You receive an email that appears to come from your bank's official address, saying 'Your account will be suspended in 24 hours — click here immediately to verify your identity.' What is the best first response?
AClick the link immediately — it came from the bank's official email address, so it must be legitimate
BReply to the email asking for more details before deciding
CDo not click; hover over the link to inspect the actual destination URL, then call the bank directly using a number from their official website — not one in the email
DIgnore it entirely — banks never send urgent emails
This message uses two classic phishing tactics: a spoofed sender identity and urgency ('24 hours'). Display names and even sender addresses can be faked. The correct defense is to not click any links, inspect the actual URL by hovering, and verify through a separate trusted channel (calling the bank's official number). Option A is the trap the attackers designed; option D is too dismissive since some urgent bank communications are legitimate.
Question 2 Multiple Choice
A professional receives an email that correctly references their employer, their current project, and their manager's name, then urgently asks them to wire money.
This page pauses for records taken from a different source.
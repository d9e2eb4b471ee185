//! Core trait definition for format converters.

use docpack_core::{Result, TargetFormat};
use std::path::Path;

/// A single (format tag, output strategy) pair in the conversion plan.
///
/// Implementations produce exactly one output file at `dest` from the staged
/// source document, or return an error. They never touch files outside the
/// destination and never mutate the source.
pub trait FormatConverter {
    /// The format this converter produces.
    fn format(&self) -> TargetFormat;

    /// Convert `source` (a DOCX file) into `dest`.
    ///
    /// # Errors
    ///
    /// Returns [`docpack_core::DocpackError::ConversionError`] when the
    /// conversion fails; the dispatcher records it and continues with the
    /// remaining formats.
    fn convert(&self, source: &Path, dest: &Path) -> Result<()>;
}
Why is this more dangerous than a generic phishing email?
AIt isn't — generic phishing is more dangerous because it reaches millions of people at once
BBecause it uses personal information to seem credible, making the psychological pressure to comply much harder to resist and the red flags much harder to spot
CBecause it arrived by email rather than text, which is a more trusted channel
DBecause it mentions money, which triggers security filters
This is a spear-phishing attack — targeted at a specific individual using harvested personal data. The personal details defeat the 'I'd recognize a scam' confidence, because the email seems to come from someone who already knows you. The urgency further suppresses skepticism. This is why 'I'm too smart to fall for phishing' is a dangerous belief — the most convincing attacks are designed to fool exactly that person.
Question 3 True / False
Phishing emails are easy to spot because they typically contain obvious spelling errors and come from clearly suspicious email addresses.
TTrue
FFalse
Answer: False
This describes generic, mass-sent phishing — but sophisticated attacks, especially spear-phishing targeted at specific individuals, may have flawless grammar, no spelling errors, and spoofed sender addresses that look identical to legitimate ones. Relying on spelling errors as your filter will cause you to miss the most dangerous attacks.
Question 4 True / False
The urgency tactics in phishing messages — such as 'your account will be locked in 24 hours' — are deliberately designed to suppress your skepticism and push you into acting without careful thought.
TTrue
FFalse
Answer: True
Urgency is the most powerful psychological lever in social engineering. When people feel rushed or threatened, they bypass careful evaluation and focus on taking the prescribed action. Phishers engineer this state intentionally. Recognizing urgency as a manipulation tactic — and treating it as a reason to slow down rather than speed up — is one of the most important defensive habits.
Question 5 Short Answer
Why does phishing work on intelligent, tech-savvy people, not just those who are new to technology? What does this tell you about the right defense strategy?
Think about your answer, then reveal below.
Model answer: Phishing exploits human psychology — trust, urgency, fear — not technical ignorance. Even experts can be rushed or deceived by a well-crafted, personalized message that looks exactly like a communication they would normally receive. The right defense is behavioral, not just technical: slow down when you feel pressured, verify through a separate trusted channel (call the institution directly using a number you find independently), and remember that any legitimate organization will wait for you to verify before taking action.
The common assumption that 'smart people don't fall for scams' is exactly the confidence phishers count on. Spear-phishing attacks are designed with research — they reference real people, real projects, real relationships. No amount of general intelligence fully protects against a message specifically crafted to seem legitimate to you. The defense must be habitual and procedural, not IQ-dependent.